I am extremely thankful to the Gabby Awards for sending me tickets to attend the 2011 Gabby Awards, a celebration of “Greek America’s Best and Brightest Stars.” The website describes the Gabby Awards as follows:
The Gabby Awards were created to celebrate and reward the excellence Greek Americans have achieved in various fields. Founded in 2009 to also celebrate the 15th anniversary of the launching of Greek America Magazine, the Gabby Awards serve as the “Oscars®” of the Greek American community.
The 2011 Gabby Awards were held on Ellis Island, and there were special, star-studded events all weekend to celebrate.
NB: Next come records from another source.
//! Port sources backed by nmap reports

use anyhow::{Context, Result};
use async_trait::async_trait;
use std::path::{Path, PathBuf};
use tokio::io::AsyncReadExt;
use tracing::debug;

use nsight_common::{PortSet, PortSource};

use crate::parser::parse_open_ports;

/// Nmap normal-output report stored on disk.
#[derive(Debug, Clone)]
pub struct FileSource {
    path: PathBuf,
}

impl FileSource {
    pub fn new<P: Into<PathBuf>>(path: P) -> Self {
        Self { path: path.into() }
    }
}

#[async_trait]
impl PortSource for FileSource {
    async fn open_ports(&self) -> Result<PortSet> {
        let text = tokio::fs::read_to_string(&self.path)
            .await
            .with_context(|| format!("cannot read {}", self.path.display()))?;
        let ports = parse_open_ports(&text);
        debug!("Parsed {} open port(s) from {}", ports.len(), self.describe());
        Ok(ports)
    }

    fn describe(&self) -> String {
        self.path.display().to_string()
    }
}

/// Nmap normal-output report piped on standard input.
#[derive(Debug, Clone, Default)]
pub struct StdinSource;

#[async_trait]
impl PortSource for StdinSource {
    async fn open_ports(&self) -> Result<PortSet> {
        let mut text = String::new();
        tokio::io::stdin()
            .read_to_string(&mut text)
            .await
            .context("cannot read standard input")?;
        let ports = parse_open_ports(&text);
        debug!("Parsed {} open port(s) from stdin", ports.len());
        Ok(ports)
    }

    fn describe(&self) -> String {
        "<stdin>".to_string()
    }
}

/// Pick a source for a command-line path; `-` means standard input.
pub fn source_for(path: &Path) -> Box<dyn PortSource> {
    if path.as_os_str() == "-" {
        Box::new(StdinSource)
    } else {
        Box::new(FileSource::new(path))
    }
}

#[cfg(test)]
mod tests {
    use super::*;
    use std::io::Write;

    #[tokio::test]
    async fn test_file_source_reads_report() {
        let mut file = tempfile::NamedTempFile::new().unwrap();
        writeln!(file, "PORT    STATE SERVICE").unwrap();
        writeln!(file, "139/tcp open  netbios-ssn").unwrap();
        writeln!(file, "445/tcp open  microsoft-ds").unwrap();
        writeln!(file, "3389/tcp closed ms-wbt-server").unwrap();

        let source = FileSource::new(file.path());
        let ports = source.open_ports().await.unwrap();
        assert_eq!(ports.sorted(), vec![139, 445]);
    }

    #[tokio::test]
    async fn test_missing_file_names_path() {
        let source = FileSource::new("/nonexistent/nsight/report.txt");
        let err = source.open_ports().await.unwrap_err();
        assert!(format!("{:#}", err).contains("/nonexistent/nsight/report.txt"));
    }

    #[test]
    fn test_source_for_dash_is_stdin() {
        assert_eq!(source_for(Path::new("-")).describe(), "<stdin>");
        assert_eq!(source_for(Path::new("scan.txt")).describe(), "scan.txt");
    }
}
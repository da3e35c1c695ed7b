//! Nsight Common - Shared types and traits
//!
//! This crate provides the data model used across the nsight workspace:
//! - Port sets observed open on a host
//! - Composite service signatures and their match outcomes
//! - The error type shared by the library crates
//! - The `PortSource` seam implemented by report parsers

pub mod error;
pub mod traits;
pub mod types;

// Re-export commonly used types
pub use error::{NsightError, NsightResult};
pub use traits::PortSource;
pub use types::{MatchOutcome, Port, PortSet, Report, Signature};

/// Version information
pub const VERSION: &str = env!("CARGO_PKG_VERSION");
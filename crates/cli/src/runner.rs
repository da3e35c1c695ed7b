// runner.rs
use anyhow::{Context, Result};
use std::path::Path;
use tracing::{info, warn};

use nsight_common::{PortSource, Report};
use nsight_nmap::source_for;
use nsight_signatures::{build_report, SignatureCatalog};

use crate::config::OutputConfig;
use crate::output::{render_catalog, render_report};

pub async fn run_analyze(
    report: &Path,
    signatures: Option<&Path>,
    config: &OutputConfig,
) -> Result<()> {
    let catalog = load_catalog(signatures)?;
    let source = source_for(report);
    let result = analyze(source.as_ref(), &catalog).await?;

    print!("{}", render_report(&result, config)?);
    Ok(())
}

pub fn run_signatures(signatures: Option<&Path>, config: &OutputConfig) -> Result<()> {
    let catalog = load_catalog(signatures)?;
    print!("{}", render_catalog(&catalog, config)?);
    Ok(())
}

/// Read open ports from `source` and match them against `catalog`.
pub async fn analyze(source: &dyn PortSource, catalog: &SignatureCatalog) -> Result<Report> {
    info!("Reading open ports from {}", source.describe());
    let ports = source
        .open_ports()
        .await
        .with_context(|| format!("cannot parse {}", source.describe()))?;

    if ports.is_empty() {
        warn!("No open TCP ports in {}", source.describe());
    } else {
        info!("Found {} open TCP port(s)", ports.len());
    }

    let report = build_report(&ports, catalog);
    if report.has_matches() {
        info!("{} signature(s) matched", report.outcomes().len());
    } else if !ports.is_empty() {
        warn!("No signature matched {} open port(s)", ports.len());
    }
    Ok(report)
}

/// Load and validate the catalog, defaulting to the built-in table.
pub fn load_catalog(path: Option<&Path>) -> Result<SignatureCatalog> {
    let catalog = match path {
        Some(p) => {
            info!("Loading signatures from {}", p.display());
            SignatureCatalog::from_json_file(p)
                .with_context(|| format!("cannot load signatures from {}", p.display()))?
        }
        None => SignatureCatalog::builtin(),
    };
    catalog.validate().context("invalid signature catalog")?;
    info!("Using {} signature(s)", catalog.len());
    Ok(catalog)
}
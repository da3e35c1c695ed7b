//! Nmap Parser - open port extraction from nmap normal output (`-oN`)
//!
//! Supported inputs:
//! - a report file on disk
//! - a report piped on standard input (path `-`)

mod parser;
mod source;

pub use parser::parse_open_ports;
pub use source::{source_for, FileSource, StdinSource};
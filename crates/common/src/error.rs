//! Error types for nsight
//!
//! The matching engine itself is total; these errors come from the edges:
//! reading catalog files and validating their contents.

use std::io;
use thiserror::Error;

#[derive(Error, Debug)]
pub enum NsightError {
    #[error("I/O error: {0}")]
    Io(#[from] io::Error),

    #[error("JSON error: {0}")]
    Json(#[from] serde_json::Error),

    #[error("Invalid signature '{name}': {reason}")]
    InvalidSignature { name: String, reason: String },

    #[error("Catalog error: {0}")]
    Catalog(String),
}

impl NsightError {
    pub fn invalid_signature(name: impl Into<String>, reason: impl Into<String>) -> Self {
        Self::InvalidSignature {
            name: name.into(),
            reason: reason.into(),
        }
    }
}

/// Result type alias for nsight operations
pub type NsightResult<T> = Result<T, NsightError>;

#[cfg(test)]
mod tests {
    use super::*;

    #[test]
    fn invalid_signature_message_names_signature() {
        let err = NsightError::invalid_signature("FTP", "no required ports");
        assert_eq!(err.to_string(), "Invalid signature 'FTP': no required ports");
    }

    #[test]
    fn io_errors_convert() {
        let io_err = io::Error::new(io::ErrorKind::NotFound, "missing");
        let err: NsightError = io_err.into();
        assert!(matches!(err, NsightError::Io(_)));
    }
}
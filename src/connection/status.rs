//! Connection status published to subscribers.
//!
//! ## State Transition Diagram
//!
//! ```text
//!        start()            transport open
//!   Disconnected ──────► Connecting ──────► Connected
//!        ▲                   │                  │
//!        │     open failed   │                  │ close / error
//!        └───────────────────┴──────────────────┘
//! ```
//!
//! Leaving Disconnected for a non-manual cause schedules a reconnect; `stop()`
//! forces Disconnected(Stopped) and cancels the pending reconnect. All
//! transitions are driven by the connection worker; subscribers only observe.

/// Why the connection is currently down.
///
/// The wire behaves identically for every cause; the distinction exists for
/// operator visibility only.
#[derive(Debug, Clone, PartialEq, Eq)]
pub enum DisconnectCause {
    /// No connection attempt has completed yet
    NeverConnected,
    /// `stop()` was called; no reconnect is pending
    Stopped,
    /// An established connection closed
    Lost,
    /// Establishment or transmission failed
    Error(String),
}

/// Current link status. Exactly one value at any time.
#[derive(Debug, Clone, PartialEq, Eq)]
pub enum ConnectionStatus {
    Disconnected(DisconnectCause),
    Connecting,
    Connected,
}

impl ConnectionStatus {
    /// Initial status before the first `start()`.
    pub fn initial() -> Self {
        Self::Disconnected(DisconnectCause::NeverConnected)
    }

    pub fn is_connected(&self) -> bool {
        matches!(self, Self::Connected)
    }

    pub fn is_disconnected(&self) -> bool {
        matches!(self, Self::Disconnected(_))
    }

    /// User-facing status text for the register header.
    pub fn status_text(&self) -> &'static str {
        match self {
            Self::Disconnected(DisconnectCause::NeverConnected) => "Offline",
            Self::Disconnected(DisconnectCause::Stopped) => "Stopped",
            Self::Disconnected(DisconnectCause::Lost) => "Connection lost",
            Self::Disconnected(DisconnectCause::Error(_)) => "Connection error",
            Self::Connecting => "Connecting...",
            Self::Connected => "Connected",
        }
    }

    /// Validate a transition. The worker debug-asserts this before publishing.
    pub fn can_transition_to(&self, next: &ConnectionStatus) -> bool {
        use ConnectionStatus::*;

        match (self, next) {
            // start() or a scheduled reconnect firing
            (Disconnected(_), Connecting) => true,
            // stop() while idle is idempotent
            (Disconnected(_), Disconnected(_)) => true,

            // transport open
            (Connecting, Connected) => true,
            // open failed, or stop() during establishment
            (Connecting, Disconnected(_)) => true,

            // close or error, or stop()
            (Connected, Disconnected(_)) => true,

            // Never skip Connecting, never re-enter Connected directly
            _ => false,
        }
    }
}
//! Wire protocol shared between the register client and the backend.
//!
//! Messages are JSON text frames. The backend treats each `update` as the
//! latest authoritative total for the sending register; no replies are
//! expected for either message.

use crate::error::Result;
use crate::identity::RegisterIdentity;
use serde::{Deserialize, Serialize};

/// Well-known endpoint path on the backend host.
pub const ENDPOINT_PATH: &str = "/ws";

/// Messages sent from the register client to the backend.
#[derive(Debug, Clone, PartialEq, Serialize, Deserialize)]
#[serde(tag = "type", rename_all = "snake_case")]
pub enum ClientMessage {
    /// Announces identity once per successful connection.
    RegisterConnect {
        #[serde(rename = "registerId")]
        register_id: String,
    },
    /// Carries the latest committed display total.
    Update {
        #[serde(rename = "registerId")]
        register_id: String,
        total: f64,
    },
}

impl ClientMessage {
    /// Build the registration handshake for `identity`.
    pub fn register_connect(identity: &RegisterIdentity) -> Self {
        Self::RegisterConnect {
            register_id: identity.as_str().to_string(),
        }
    }

    /// Build an update frame carrying `total`.
    pub fn update(identity: &RegisterIdentity, total: f64) -> Self {
        Self::Update {
            register_id: identity.as_str().to_string(),
            total,
        }
    }

    /// Serialize to the JSON text frame sent over the transport.
    pub fn to_frame(&self) -> Result<String> {
        Ok(serde_json::to_string(self)?)
    }
}

/// Build the endpoint URL for `host`, choosing the secure scheme when asked.
pub fn endpoint_url(host: &str, secure: bool) -> String {
    let scheme = if secure { "wss" } else { "ws" };
    format!("{scheme}://{host}{ENDPOINT_PATH}")
}

#[cfg(test)]
mod tests {
    use super::*;

    fn identity() -> RegisterIdentity {
        RegisterIdentity::new("register_1700000000000").expect("valid identity")
    }

    #[test]
    fn register_connect_frame_shape() {
        let frame = ClientMessage::register_connect(&identity())
            .to_frame()
            .unwrap();
        let value: serde_json::Value = serde_json::from_str(&frame).unwrap();

        assert_eq!(value["type"], "register_connect");
        assert_eq!(value["registerId"], "register_1700000000000");
        assert!(value.get("total").is_none());
    }

    #[test]
    fn update_frame_shape() {
        let frame = ClientMessage::update(&identity(), 52.5).to_frame().unwrap();
        let value: serde_json::Value = serde_json::from_str(&frame).unwrap();

        assert_eq!(value["type"], "update");
        assert_eq!(value["registerId"], "register_1700000000000");
        assert_eq!(value["total"], 52.5);
    }

    #[test]
    fn frames_round_trip() {
        let msg = ClientMessage::update(&identity(), 0.0);
        let frame = msg.to_frame().unwrap();
        let parsed: ClientMessage = serde_json::from_str(&frame).unwrap();
        assert_eq!(parsed, msg);
    }

    #[test]
    fn endpoint_url_schemes() {
        assert_eq!(endpoint_url("shop.local:8080", false), "ws://shop.local:8080/ws");
        assert_eq!(endpoint_url("shop.example.com", true), "wss://shop.example.com/ws");
    }
}
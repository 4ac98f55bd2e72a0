//! View state snapshot handed to the renderer each frame.

use crate::connection::ConnectionStatus;
use crate::identity::RegisterIdentity;

/// Everything the renderer needs for one frame.
#[derive(Debug, Clone)]
pub struct RegisterView {
    pub identity: RegisterIdentity,
    pub display: String,
    pub status: ConnectionStatus,
}

impl RegisterView {
    pub fn new(identity: RegisterIdentity) -> Self {
        Self {
            identity,
            display: "0".to_string(),
            status: ConnectionStatus::initial(),
        }
    }

    /// Header text: "Register #<suffix>".
    pub fn header(&self) -> String {
        format!("Register #{}", self.identity.display_suffix())
    }

    /// The display line shown to the operator.
    pub fn display_line(&self) -> String {
        format!("${}", self.display)
    }

    /// Connection indicator glyph plus status text.
    pub fn status_line(&self) -> String {
        let glyph = if self.status.is_connected() { "●" } else { "○" };
        format!("{glyph} {}", self.status.status_text())
    }
}
//! tillsync - Point-of-Sale Register Sync Client
//!
//! A terminal register display that mirrors its running total to a backend
//! over a persistent WebSocket connection.

use anyhow::Result;
use clap::Parser;
use std::path::PathBuf;
use std::sync::Arc;
use tillsync::connection::{RetryPolicy, WsConnector};
use tillsync::identity::FileIdentityStore;
use tillsync::Application;

/// Terminal register display synchronized to a backend over WebSocket.
#[derive(Debug, Parser)]
#[command(name = "tillsync", version = tillsync::VERSION)]
struct Cli {
    /// Backend host (host or host:port); the client dials <host>/ws
    #[arg(long, default_value = "localhost:8080")]
    host: String,

    /// Use wss:// instead of ws://
    #[arg(long)]
    tls: bool,

    /// Override the identity file location
    #[arg(long)]
    identity_file: Option<PathBuf>,
}

#[tokio::main]
async fn main() -> Result<()> {
    // Initialize logging for development and operator visibility
    env_logger::init();

    let cli = Cli::parse();

    let identity_store = match cli.identity_file {
        Some(path) => FileIdentityStore::new(path),
        None => FileIdentityStore::default_location()?,
    };
    let connector = Arc::new(WsConnector::new(&cli.host, cli.tls));

    let app = Application::new(&identity_store, connector, RetryPolicy::default())?;
    app.run().await?;

    Ok(())
}

#[cfg(test)]
mod tests {
    #[test]
    fn test_version_constant() {
        // Ensure version is accessible
        assert!(!tillsync::VERSION.is_empty());
    }
}
//! Error types and handling infrastructure for tillsync.
//!
//! This module provides a centralized error handling system using `thiserror` for
//! custom error types and `anyhow` for application-level error handling with context.
//!
//! ## Design Principles
//!
//! - **Degrade, don't die**: connection failures are reflected in status, never
//!   raised as hard errors to the register operator
//! - **Context preservation**: include relevant information for debugging
//! - **Consistency**: standardized Result type across all modules

use std::path::PathBuf;
use thiserror::Error;

/// The main error type for tillsync operations.
///
/// This enum covers error conditions from identity persistence, the transport
/// layer, wire encoding, and the terminal UI.
#[derive(Error, Debug)]
pub enum TillsyncError {
    /// Identity file could not be read or written
    #[error("Identity store failed: {message}")]
    IdentityError {
        message: String,
        #[source]
        source: std::io::Error,
    },

    /// Generated or loaded identity violated its invariants (e.g. empty)
    #[error("Invalid register identity: {message}")]
    InvalidIdentity { message: String },

    /// No usable location for the identity file
    #[error("No data directory available for identity file: {}", path.display())]
    NoDataDirectory { path: PathBuf },

    /// Transport establishment or in-flight failure
    #[error("Transport error: {message}")]
    TransportError { message: String },

    /// Wire message could not be encoded
    #[error("Protocol error: {message}")]
    ProtocolError { message: String },

    /// UI and terminal related errors
    #[error("UI operation failed: {message}")]
    UIError { message: String },

    /// Invalid command line arguments
    #[error("Invalid argument: {message}")]
    InvalidArgument { message: String },

    /// Generic error for cases not covered by specific variants
    #[error("Operation failed: {message}")]
    Other { message: String },
}

/// Standard Result type for tillsync operations.
pub type Result<T> = std::result::Result<T, TillsyncError>;

impl TillsyncError {
    /// Create an IdentityError from an io::Error with additional context
    pub fn identity(message: impl Into<String>, source: std::io::Error) -> Self {
        Self::IdentityError {
            message: message.into(),
            source,
        }
    }

    /// Create a TransportError with a descriptive message
    pub fn transport(message: impl Into<String>) -> Self {
        Self::TransportError {
            message: message.into(),
        }
    }

    /// Create a ProtocolError with a descriptive message
    pub fn protocol(message: impl Into<String>) -> Self {
        Self::ProtocolError {
            message: message.into(),
        }
    }

    /// Create a UIError with a descriptive message
    pub fn ui(message: impl Into<String>) -> Self {
        Self::UIError {
            message: message.into(),
        }
    }

    /// Create a generic Other error with a descriptive message
    pub fn other(message: impl Into<String>) -> Self {
        Self::Other {
            message: message.into(),
        }
    }
}

// Automatic conversion from io::Error for UI setup/teardown paths
impl From<std::io::Error> for TillsyncError {
    fn from(err: std::io::Error) -> Self {
        Self::UIError {
            message: err.to_string(),
        }
    }
}

impl From<serde_json::Error> for TillsyncError {
    fn from(err: serde_json::Error) -> Self {
        Self::ProtocolError {
            message: err.to_string(),
        }
    }
}
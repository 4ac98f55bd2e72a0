//! Connection worker and its handle.
//!
//! The worker owns the single live transport and every status transition. It
//! consumes fire-and-forget commands from an unbounded channel and publishes
//! status through a `watch` channel, so no caller ever blocks on the network.
//! Updates sent while the link is down are dropped by design: the register
//! display is the local source of truth and the backend is a mirror that
//! catches up on the next successful update.

use crate::connection::retry::RetryPolicy;
use crate::connection::status::{ConnectionStatus, DisconnectCause};
use crate::connection::transport::{Connector, Link, LinkEvent};
use crate::identity::RegisterIdentity;
use crate::protocol::ClientMessage;
use std::sync::Arc;
use tokio::sync::{mpsc, watch};
use tokio::task::JoinHandle;

/// Commands accepted by the connection worker.
#[derive(Debug, Clone, PartialEq)]
pub enum ConnectionCommand {
    /// Begin the connect sequence. Idempotent while connecting or connected.
    Start,
    /// Transmit an update; silently dropped unless currently connected.
    Send(f64),
    /// Release the transport and cancel any pending reconnect.
    Stop,
    /// Terminate the worker.
    Shutdown,
}

/// Cheap-to-clone handle to the connection worker.
#[derive(Debug, Clone)]
pub struct ConnectionHandle {
    cmd_tx: mpsc::UnboundedSender<ConnectionCommand>,
    status_rx: watch::Receiver<ConnectionStatus>,
}

impl ConnectionHandle {
    /// Begin connecting. No-op while an attempt or session is already live.
    pub fn start(&self) {
        let _ = self.cmd_tx.send(ConnectionCommand::Start);
    }

    /// Best-effort update transmission; never errors, never queues.
    pub fn send(&self, total: f64) {
        let _ = self.cmd_tx.send(ConnectionCommand::Send(total));
    }

    /// Release the transport and suppress automatic reconnection.
    pub fn stop(&self) {
        let _ = self.cmd_tx.send(ConnectionCommand::Stop);
    }

    /// Terminate the worker task.
    pub fn shutdown(&self) {
        let _ = self.cmd_tx.send(ConnectionCommand::Shutdown);
    }

    /// Snapshot of the current status.
    pub fn status(&self) -> ConnectionStatus {
        self.status_rx.borrow().clone()
    }

    /// Receiver observing every status transition.
    pub fn subscribe(&self) -> watch::Receiver<ConnectionStatus> {
        self.status_rx.clone()
    }
}

#[cfg(test)]
impl ConnectionHandle {
    /// Handle wired to raw channels so tests can observe outgoing commands.
    pub(crate) fn test_pair() -> (
        Self,
        mpsc::UnboundedReceiver<ConnectionCommand>,
        watch::Sender<ConnectionStatus>,
    ) {
        let (cmd_tx, cmd_rx) = mpsc::unbounded_channel();
        let (status_tx, status_rx) = watch::channel(ConnectionStatus::initial());
        (Self { cmd_tx, status_rx }, cmd_rx, status_tx)
    }
}

/// Spawn the connection worker, returning its handle and join handle.
pub fn spawn_connection_manager(
    connector: Arc<dyn Connector>,
    identity: RegisterIdentity,
    retry: RetryPolicy,
) -> (ConnectionHandle, JoinHandle<()>) {
    let (cmd_tx, cmd_rx) = mpsc::unbounded_channel();
    let (status_tx, status_rx) = watch::channel(ConnectionStatus::initial());

    let worker = ConnectionWorker {
        cmd_rx,
        status_tx,
        connector,
        identity,
        retry,
    };
    let join = tokio::spawn(worker.run());

    (ConnectionHandle { cmd_tx, status_rx }, join)
}

/// Outcome of a connect attempt.
enum Establish {
    Link(Box<dyn Link>),
    Failed(DisconnectCause),
    Stopped,
    Shutdown,
}

/// Outcome of an online session.
enum Session {
    Lost(DisconnectCause),
    Stopped,
    Shutdown,
}

/// Outcome of the reconnect wait.
enum Backoff {
    Retry,
    Exhausted,
    Stopped,
    Shutdown,
}

/// Whether the worker returns to idle or exits.
enum Flow {
    Idle,
    Exit,
}

struct ConnectionWorker {
    cmd_rx: mpsc::UnboundedReceiver<ConnectionCommand>,
    status_tx: watch::Sender<ConnectionStatus>,
    connector: Arc<dyn Connector>,
    identity: RegisterIdentity,
    retry: RetryPolicy,
}

impl ConnectionWorker {
    async fn run(mut self) {
        loop {
            // Idle: disconnected with no reconnect pending.
            match self.cmd_rx.recv().await {
                None | Some(ConnectionCommand::Shutdown) => break,
                Some(ConnectionCommand::Stop) => {
                    self.publish(ConnectionStatus::Disconnected(DisconnectCause::Stopped));
                }
                Some(ConnectionCommand::Send(total)) => {
                    log::debug!("dropping update {total} while idle");
                }
                Some(ConnectionCommand::Start) => {
                    if let Flow::Exit = self.drive_connection().await {
                        break;
                    }
                }
            }
        }
        log::debug!("connection worker for {} exited", self.identity);
    }

    /// Run connect/online/backoff cycles until stopped or shut down.
    async fn drive_connection(&mut self) -> Flow {
        let mut failures: u32 = 0;
        loop {
            self.publish(ConnectionStatus::Connecting);

            let cause = match self.establish().await {
                Establish::Link(link) => {
                    failures = 0;
                    match self.online(link).await {
                        Session::Lost(cause) => cause,
                        Session::Stopped => {
                            self.publish(ConnectionStatus::Disconnected(
                                DisconnectCause::Stopped,
                            ));
                            return Flow::Idle;
                        }
                        Session::Shutdown => return Flow::Exit,
                    }
                }
                Establish::Failed(cause) => cause,
                Establish::Stopped => {
                    self.publish(ConnectionStatus::Disconnected(DisconnectCause::Stopped));
                    return Flow::Idle;
                }
                Establish::Shutdown => return Flow::Exit,
            };

            log::warn!("connection down: {cause:?}");
            self.publish(ConnectionStatus::Disconnected(cause));
            failures += 1;

            match self.reconnect_wait(failures).await {
                Backoff::Retry => continue,
                Backoff::Exhausted => {
                    log::warn!("retry policy exhausted after {failures} failures");
                    return Flow::Idle;
                }
                Backoff::Stopped => {
                    self.publish(ConnectionStatus::Disconnected(DisconnectCause::Stopped));
                    return Flow::Idle;
                }
                Backoff::Shutdown => return Flow::Exit,
            }
        }
    }

    /// Drive one connect attempt while staying responsive to commands.
    async fn establish(&mut self) -> Establish {
        let connector = Arc::clone(&self.connector);
        let connect = connector.connect();
        tokio::pin!(connect);

        loop {
            tokio::select! {
                result = &mut connect => {
                    return match result {
                        Ok(link) => Establish::Link(link),
                        Err(err) => Establish::Failed(DisconnectCause::Error(err.to_string())),
                    };
                }
                cmd = self.cmd_rx.recv() => match cmd {
                    None | Some(ConnectionCommand::Shutdown) => return Establish::Shutdown,
                    // The pending connect future is dropped here, releasing
                    // any half-open transport.
                    Some(ConnectionCommand::Stop) => return Establish::Stopped,
                    Some(ConnectionCommand::Start) => {} // already connecting
                    Some(ConnectionCommand::Send(total)) => {
                        log::debug!("dropping update {total} while connecting");
                    }
                },
            }
        }
    }

    /// Handshake plus the connected session. The link is owned here and
    /// dropped on return, so the transport is always released before any
    /// reconnect attempt begins.
    async fn online(&mut self, mut link: Box<dyn Link>) -> Session {
        self.publish(ConnectionStatus::Connected);
        log::info!("connected; registering as {}", self.identity);

        let handshake = match ClientMessage::register_connect(&self.identity).to_frame() {
            Ok(frame) => frame,
            Err(err) => return Session::Lost(DisconnectCause::Error(err.to_string())),
        };
        if let Err(err) = link.send_text(handshake).await {
            return Session::Lost(DisconnectCause::Error(err.to_string()));
        }

        loop {
            tokio::select! {
                cmd = self.cmd_rx.recv() => match cmd {
                    None | Some(ConnectionCommand::Shutdown) => return Session::Shutdown,
                    Some(ConnectionCommand::Stop) => return Session::Stopped,
                    Some(ConnectionCommand::Start) => {} // already connected
                    Some(ConnectionCommand::Send(total)) => {
                        let frame = match ClientMessage::update(&self.identity, total).to_frame() {
                            Ok(frame) => frame,
                            Err(err) => {
                                log::error!("could not encode update: {err}");
                                continue;
                            }
                        };
                        if let Err(err) = link.send_text(frame).await {
                            return Session::Lost(DisconnectCause::Error(err.to_string()));
                        }
                    }
                },
                event = link.next_event() => match event {
                    LinkEvent::Message(frame) => {
                        log::trace!("ignoring server frame: {frame}");
                    }
                    LinkEvent::Closed => return Session::Lost(DisconnectCause::Lost),
                    LinkEvent::Error(reason) => {
                        return Session::Lost(DisconnectCause::Error(reason));
                    }
                },
            }
        }
    }

    /// Sleep out the reconnect delay, cancellable by stop/shutdown.
    async fn reconnect_wait(&mut self, failures: u32) -> Backoff {
        let Some(delay) = self.retry.delay_for(failures) else {
            return Backoff::Exhausted;
        };

        let sleep = tokio::time::sleep(delay);
        tokio::pin!(sleep);

        loop {
            tokio::select! {
                _ = &mut sleep => return Backoff::Retry,
                cmd = self.cmd_rx.recv() => match cmd {
                    None | Some(ConnectionCommand::Shutdown) => return Backoff::Shutdown,
                    Some(ConnectionCommand::Stop) => return Backoff::Stopped,
                    Some(ConnectionCommand::Start) => {} // reconnect already scheduled
                    Some(ConnectionCommand::Send(total)) => {
                        log::debug!("dropping update {total} while waiting to reconnect");
                    }
                },
            }
        }
    }

    fn publish(&self, next: ConnectionStatus) {
        debug_assert!(
            self.status_tx.borrow().can_transition_to(&next),
            "invalid status transition {:?} -> {next:?}",
            *self.status_tx.borrow(),
        );
        let _ = self.status_tx.send(next);
    }
}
On Friday, June 3, the American College of Greece hosted a cocktail and art exhibition to honor Gabby Awards Lifetime Achievement Award winner artist Stephen Antonakos at Lori Bookstein Fine Art. I’m a huge fan of Stephen Antonakos’ art. I love modern art in general but I’m particularly entranced with the idea of using neon in fine art, as Antonakos does. Neon — symbol Ne; atomic number 10 — comes from the Greek word “νέον,” which means “new one.” Neon was discovered by British chemists in 1898 and made into advertising signs first in France in 1912. It wasn’t until 1923 that neon signs were bought in the U.S. Antonakos, who was born three years later in 1926 in Greece, move to America in 1930 and thirty years later, in 1960, began using neon in his art. According to the Gabby Awards:
Antonakos “discovered” neon in 1960 when he was intrigued by the light emanating from midtown Manhattan neon signs. From there, he made neon his primary medium, developing his individual contribution to modern art.
I was hoping for a whole roomful of neon sculptures, but there was only one, Plea, at the Lori Bookstein Fine Art gallery. Plea is a red rectangle, hung vertically on the wall. Neon light emanates from behind it, making one reconsider the shape, color, and even significance of the red rectangle.
The sculptor of light, Antonakos, says:
My use of neon is really my own. I began with it around 1960 and very soon it became central to my work. The geometric forms, usually incomplete circles and squares, were a tremendous excitement to me. It is very difficult to separate light from space — even when the art is directly on the wall. For years I have been investigating the great subtlety and range of neon using forms that haven’t changed that much since the beginning. It’s spatial qualities interest me — formal relationships within a work and with the architecture of the room or building and the kinetic relationship that viewer may feel in the space of the light. I feel that abstraction can have a very deep effect visually, emotionally, and spatially.
As this quote indicates, Antonakos’ artwork is about more than just neon — it’s also about shape. At first, some of his works seem simplistic, but upon closer inspection they are brilliantly thought-provoking. Take for instance, Drawing/Neon For The University of Massachusetts, also up at the gallery. On top of white paper sits the outline of a circle, done in red pencil. Except, it’s not a circle at all — there circle never closes, never completes. It’s very nature — unending — is interrupted, challenged.
The Gabby Awards points out:
In his long and storied career, Antonakos has had more than 100 one-person shows, more than 250 group shows, and almost 50 Public Works installed in the United States, Europe, and Japan. He is recognized as the world’s pioneer light artist.
Antonakos’ Lifetime Achievement Award was presented the following night at the Gabby Awards, by Helen Evans, the Mary and Michael Jaharis Curator for Byzantine Art at the Metropolitan Museum of Art in New York City. Friday’s event at the gallery was quite lovely, even though I wish there would have been more of Antonakos’ art on view — in particular, I want to see Mani Sky, Arrival, and Transfiguration.
The passed hors d’oeuvres were probably the best appetizers of the entire event. I’m talking mac-and-cheese croquettes, vegetarian sushi, and other delectable treats, served by charming caterers, who caught on to my dietary choice and looked out for me, going out of their way to give me vegetarian options.
I want to also take a moment to mention Deree, The American College of Greece. The college’s president, David G. Horner, Ph.D., was there to speak about the college’s esteemed history as “Europe’s oldest and largest, comprehensive, U.S.-accredited academic institution.” The college offers undergrad, grad, and continuing ed courses.
Congratulations to Stephen Antonakos! His work will be on display at the Lori Bookstein Fine Art Gallery (138 10th Ave, New York) through June 25, 2011.